Since I love restaurants, especially restaurants in the San Francisco Bay Area, I was happy to see that chef Dominique Crenn had written a memoir, “Rebel Chef: In Search of What Matters” (Penguin, 2020). Crenn writes of her adoption into a French family in the French countryside, her wonderful family, and her early love of cooking. The “rebel” part of her title comes from her desire to go further out into the world, to fight the rather rigid and male-dominated world of high-level restaurant chefs, and to create her own way of cooking. Eventually, after cooking in several restaurants of various types, including one in Indonesia, she became the three-Michelin-star chef-owner of three restaurants (Atelier Crenn, Petit Crenn, and Bar Crenn) in San Francisco.

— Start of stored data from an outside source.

#[tokio::test]
async fn test_default_retention_applies_when_unset() {
    let settings = EngineSettings {
        default_retention_days: 7,
        ..EngineSettings::default()
    };
    let fx = Fixture::with(Arc::new(SystemClock), settings).await;
    fx.write("a.txt", b"hi");

    let options = BackupOptions::new(ArchiveKind::Incremental, &fx.source, &fx.destination);
    let metadata = fx.service.create(&options).await.unwrap();
    assert_eq!(metadata.retention_days, 7);
    assert_eq!(metadata.kind, ArchiveKind::Incremental);
    assert_eq!(metadata.parent_id, None);
}

#[tokio::test]
async fn test_corruption_is_detected_by_verify() {
    let fx = Fixture::new().await;
    fx.write("a.txt", b"hi");
    fx.write("sub/b.txt", b"yo");
    let metadata = fx.service.create(&fx.options()).await.unwrap();

    let stored = fx.storage.base_dir().join(&metadata.id).join("a.txt");
    fs::write(&stored, b"hx").unwrap();

    match fx.service.verify(&metadata.id).await {
        Err(BackupError::Integrity { path, .. }) => assert_eq!(path, "a.txt"),
        other => panic!("expected integrity error, got {:?}", other),
    }
    assert_eq!(fx.service.list().await.unwrap().len(), 1);
    assert_eq!(fx.service.get_metadata(&metadata.id).await.unwrap(), metadata);
}

#[tokio::test]
async fn test_missing_content_is_an_integrity_error() {
    let fx = Fixture::new().await;
    fx.write("a.txt", b"hi");
    fx.write("sub/b.txt", b"yo");
    let metadata = fx.service.create(&fx.options()).await.unwrap();

    fs::remove_file(fx.storage.base_dir().join(&metadata.id).join("sub").join("b.txt")).unwrap();

    match fx.service.verify(&metadata.id).await {
        Err(BackupError::Integrity { path, .. }) => assert_eq!(path, "sub/b.txt"),
        other => panic!("expected integrity error, got {:?}", other),
    }
}

#[tokio::test]
async fn test_abandoned_archive_is_invisible_and_swept() {
    let now = Utc::now();
    let clock = Arc::new(ManualClock::new(now));
    let fx = Fixture::with(clock.clone(), EngineSettings::default()).await;
    fx.write("a.txt", b"hi");

    let draft = ArchiveMetadata::draft(
        "20240101T000000.000000Z-deadbeef".to_string(),
        ArchiveKind::Full,
        fx.source.clone(),
        fx.destination.display().to_string(),
        now,
        Vec::new(),
        0,
    );
    {
        let mut writer = fx.storage.create_writer(&draft).await.unwrap();
        let mut content: &[u8] = b"hi";
        writer
            .add_file(&FileRecord::file("a.txt", 2, now), &mut content)
            .await
            .unwrap();
        // Dropped before commit_metadata
    }

    assert!(fx.service.list().await.unwrap().is_empty());
    assert!(matches!(
        fx.service.get_metadata(&draft.id).await,
        Err(BackupError::NotFound(_))
    ));

    // Still inside the grace window
    let report = fx.service.cleanup().await.unwrap();
    assert!(report.orphans.is_empty());

    clock.set(now + Duration::hours(2));
    let report = fx.service.cleanup().await.unwrap();
    assert_eq!(report.orphans, vec![draft.id.clone()]);
    assert!(!fx.storage.base_dir().join(&draft.id).exists());

    let metadata = fx.service.create(&fx.options()).await.unwrap();
    assert_eq!(fx.service.list().await.unwrap(), vec![metadata]);
}

#[tokio::test]
async fn test_walk_is_deterministic_across_runs() {
    let fx = Fixture::new().await;
    fx.write("z.txt", b"last");
    fx.write("a/b/c.txt", b"deep");
    fx.write("a/a.txt", b"first");
    fx.write("m.txt", b"");

    let first = fx.service.create(&fx.options()).await.unwrap();
    let second = fx.service.create(&fx.options()).await.unwrap();

    assert_ne!(first.id, second.id);
    assert_eq!(paths(&first), vec!["a/a.txt", "a/b/c.txt", "m.txt", "z.txt"]);
    let hashes = |m: &ArchiveMetadata| m.files.iter().map(|f| f.hash.clone()).collect::<Vec<_>>();
    assert_eq!(hashes(&first), hashes(&second));
    assert_eq!(paths(&first), paths(&second));
}

#[tokio::test]
async fn test_invalid_options_leave_storage_untouched() {
    let fx = Fixture::new().await;
    let options = BackupOptions::new(ArchiveKind::Full, fx.source.join("missing"), &fx.destination);

    let err = fx.service.create(&options).await.unwrap_err();
    assert!(matches!(err, BackupError::InvalidOption(_)));
    assert_eq!(fx.stored_dir_count(), 0);

    let options = fx.options().with_exclude_rules(["[broken"]);
    let err = fx.service.create(&options).await.unwrap_err();
    assert!(matches!(err, BackupError::InvalidOption(_)));
    assert_eq!(fx.stored_dir_count(), 0);
}

#[tokio::test]
async fn test_delete_is_idempotent_and_hides_archive() {
    let fx = Fixture::new().await;
    fx.write("a.txt", b"hi");
    let metadata = fx.service.create(&fx.options()).await.unwrap();

    fx.service.delete(&metadata.id).await.unwrap();
    fx.service.delete(&metadata.id).await.unwrap();

    assert!(fx.service.list().await.unwrap().is_empty());
    assert!(matches!(
        fx.service.get_metadata(&metadata.id).await,
        Err(BackupError::NotFound(_))
    ));
    assert!(matches!(
        fx.service.restore(&metadata.id, &fx.scratch).await,
        Err(BackupError::NotFound(_))
    ));
    assert!(matches!(fx.service.verify(&metadata.id).await, Err(BackupError::NotFound(_))));
}

#[tokio::test]
async fn test_pre_cancelled_run_creates_nothing() {
    let fx = Fixture::new().await;
    fx.write("a.txt", b"hi");

    let token = CancellationToken::new();
    token.cancel();
    let err = fx.service.create_with_cancel(&fx.options(), token).await.unwrap_err();

    assert!(matches!(err, BackupError::Cancelled));
    assert_eq!(fx.stored_dir_count(), 0);
}

/// Storage whose writers hang inside `add_file` until the run is abandoned.
struct StallingStore {
    inner: LocalStorage,
    entered: Arc<Notify>,
}

struct StallingWriter {
    inner: Box<dyn ArchiveWriter>,
    entered: Arc<Notify>,
}

#[async_trait]
impl ArchiveStore for StallingStore {
    async fn create_writer(&self, draft: &ArchiveMetadata) -> Result<Box<dyn ArchiveWriter>> {
        let inner = self.inner.create_writer(draft).await?;
        Ok(Box::new(StallingWriter {
            inner,
            entered: self.entered.clone(),
        }))
    }

    async fn open_reader(&self, id: &str) -> Result<Box<dyn ArchiveReader>> {
        self.inner.open_reader(id).await
    }

    async fn delete(&self, id: &str) -> Result<()> {
        self.inner.delete(id).await
    }

    async fn list(&self) -> Result<Vec<ArchiveMetadata>> {
        self.inner.list().await
    }
}

#[async_trait]
impl ArchiveWriter for StallingWriter {
    fn archive_id(&self) -> &str {
        self.inner.archive_id()
    }

    async fn add_file(&mut self, _record: &FileRecord, _content: &mut (dyn AsyncRead + Send + Unpin)) -> Result<u64> {
        self.entered.notify_one();
        std::future::pending::<Result<u64>>().await
    }

    async fn commit_metadata(&mut self, metadata: &ArchiveMetadata) -> Result<()> {
        self.inner.commit_metadata(metadata).await
    }

    async fn close(self: Box<Self>) -> Result<()> {
        self.inner.close().await
    }

    async fn abort(self: Box<Self>) {
        self.inner.abort().await
    }
}

async fn stalling_service(base: &Path, settings: EngineSettings) -> (Arc<BackupService>, Arc<Notify>) {
    let entered = Arc::new(Notify::new());
    let store = StallingStore {
        inner: LocalStorage::open(base).await.unwrap(),
        entered: entered.clone(),
    };
    let service = BackupService::new(Arc::new(store), Arc::new(SystemClock), settings);
    (Arc::new(service), entered)
}

#[tokio::test]
async fn test_cancel_interrupts_file_stream_and_removes_partial() {
    let fx = Fixture::new().await;
    fx.write("a.txt", b"hi");
    let (service, entered) = stalling_service(fx.storage.base_dir(), EngineSettings::default()).await;

    let token = CancellationToken::new();
    let run = {
        let service = service.clone();
        let options = fx.options();
        let token = token.clone();
        tokio::spawn(async move { service.create_with_cancel(&options, token).await })
    };

    entered.notified().await;
    token.cancel();

    let err = run.await.unwrap().unwrap_err();
    assert!(matches!(err, BackupError::Cancelled));
    assert!(service.list().await.unwrap().is_empty());
    assert_eq!(fx.stored_dir_count(), 0);
}

#[tokio::test]
async fn test_run_deadline_cancels_stuck_archive() {
    let fx = Fixture::new().await;
    fx.write("a.txt", b"hi");
    let settings = EngineSettings {
        run_timeout_secs: 1,
        ..EngineSettings::default()
    };
    let (service, _entered) = stalling_service(fx.storage.base_dir(), settings).await;

    let err = service.create(&fx.options()).await.unwrap_err();
    assert!(matches!(err, BackupError::Cancelled));
    assert_eq!(fx.stored_dir_count(), 0);
}

#[tokio::test]
async fn test_oversized_run_timeout_means_no_deadline() {
    let fx = Fixture::with(
        Arc::new(SystemClock),
        EngineSettings {
            run_timeout_secs: u64::MAX,
            ..EngineSettings::default()
        },
    )
    .await;
    fx.write("a.txt", b"hi");

    let metadata = fx.service.create(&fx.options()).await.unwrap();
    assert_eq!(metadata.file_count, 1);
}

#[tokio::test]
async fn test_restore_stops_at_missing_content() {
    let fx = Fixture::new().await;
    fx.write("a.txt", b"hi");
    fx.write("sub/b.txt", b"yo");
    let metadata = fx.service.create(&fx.options()).await.unwrap();

    fs::remove_file(fx.storage.base_dir().join(&metadata.id).join("sub").join("b.txt")).unwrap();

    match fx.service.restore(&metadata.id, &fx.scratch).await {
        Err(BackupError::Restore { path, .. }) => assert_eq!(path, "sub/b.txt"),
        other => panic!("expected restore error, got {:?}", other),
    }
    // Earlier files stay restored
    assert_eq!(fs::read(fx.scratch.join("a.txt")).unwrap(), b"hi");
    assert!(!fx.scratch.join("sub").join("b.txt").exists());
}

/// Storage that runs a side effect at a chosen point of the write and can
/// refuse deletes.
struct ScriptedStore {
    inner: LocalStorage,
    remove_after_first_file: Option<PathBuf>,
    cancel_after_commit: Option<CancellationToken>,
    fail_delete: bool,
}

struct ScriptedWriter {
    inner: Box<dyn ArchiveWriter>,
    remove_after_first_file: Option<PathBuf>,
    cancel_after_commit: Option<CancellationToken>,
}

impl ScriptedStore {
    fn over(inner: LocalStorage) -> Self {
        Self {
            inner,
            remove_after_first_file: None,
            cancel_after_commit: None,
            fail_delete: false,
        }
    }
}

#[async_trait]
impl ArchiveStore for ScriptedStore {
    async fn create_writer(&self, draft: &ArchiveMetadata) -> Result<Box<dyn ArchiveWriter>> {
        let inner = self.inner.create_writer(draft).await?;
        Ok(Box::new(ScriptedWriter {
            inner,
            remove_after_first_file: self.remove_after_first_file.clone(),
            cancel_after_commit: self.cancel_after_commit.clone(),
        }))
    }

    async fn open_reader(&self, id: &str) -> Result<Box<dyn ArchiveReader>> {
        self.inner.open_reader(id).await
    }

    async fn delete(&self, id: &str) -> Result<()> {
        if self.fail_delete {
            return Err(BackupError::Backend(format!("refusing to delete {}", id)));
        }
        self.inner.delete(id).await
    }

    async fn list(&self) -> Result<Vec<ArchiveMetadata>> {
        self.inner.list().await
    }
}

#[async_trait]
impl ArchiveWriter for ScriptedWriter {
    fn archive_id(&self) -> &str {
        self.inner.archive_id()
    }

    async fn add_file(&mut self, record: &FileRecord, content: &mut (dyn AsyncRead + Send + Unpin)) -> Result<u64> {
        let stored = self.inner.add_file(record, content).await?;
        if let Some(path) = self.remove_after_first_file.take() {
            fs::remove_file(path).unwrap();
        }
        Ok(stored)
    }

    async fn commit_metadata(&mut self, metadata: &ArchiveMetadata) -> Result<()> {
        self.inner.commit_metadata(metadata).await?;
        if let Some(token) = &self.cancel_after_commit {
            token.cancel();
        }
        Ok(())
    }

    async fn close(self: Box<Self>) -> Result<()> {
        self.inner.close().await
    }

    async fn abort(self: Box<Self>) {
        self.inner.abort().await
    }
}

It was a hard road, but she was determined, always buoyed by her parents’ unconditional love and belief in her. Other topics include her wondering about her birth mother, and her gradual realization that she was a lesbian. Over the years, I have dined at all three of Crenn’s restaurants, and have so appreciated her creativity, as well as the thoughtfulness displayed in her food, the atmosphere of her restaurants, and her sense of hospitality. Besides choosing the best ingredients, drawing on the different cultures she has experienced, she is also inspired by poetry, even presenting diners with a poem at the beginning of their dining experiences. And as she says in this memoir, she purposely kept her restaurants quite small, and when possible comes out into the dining room to welcome and speak with the diners. She did this when a friend and I dined at her first restaurant in San Francisco, Atelier Crenn, some years ago, and we did indeed feel welcomed.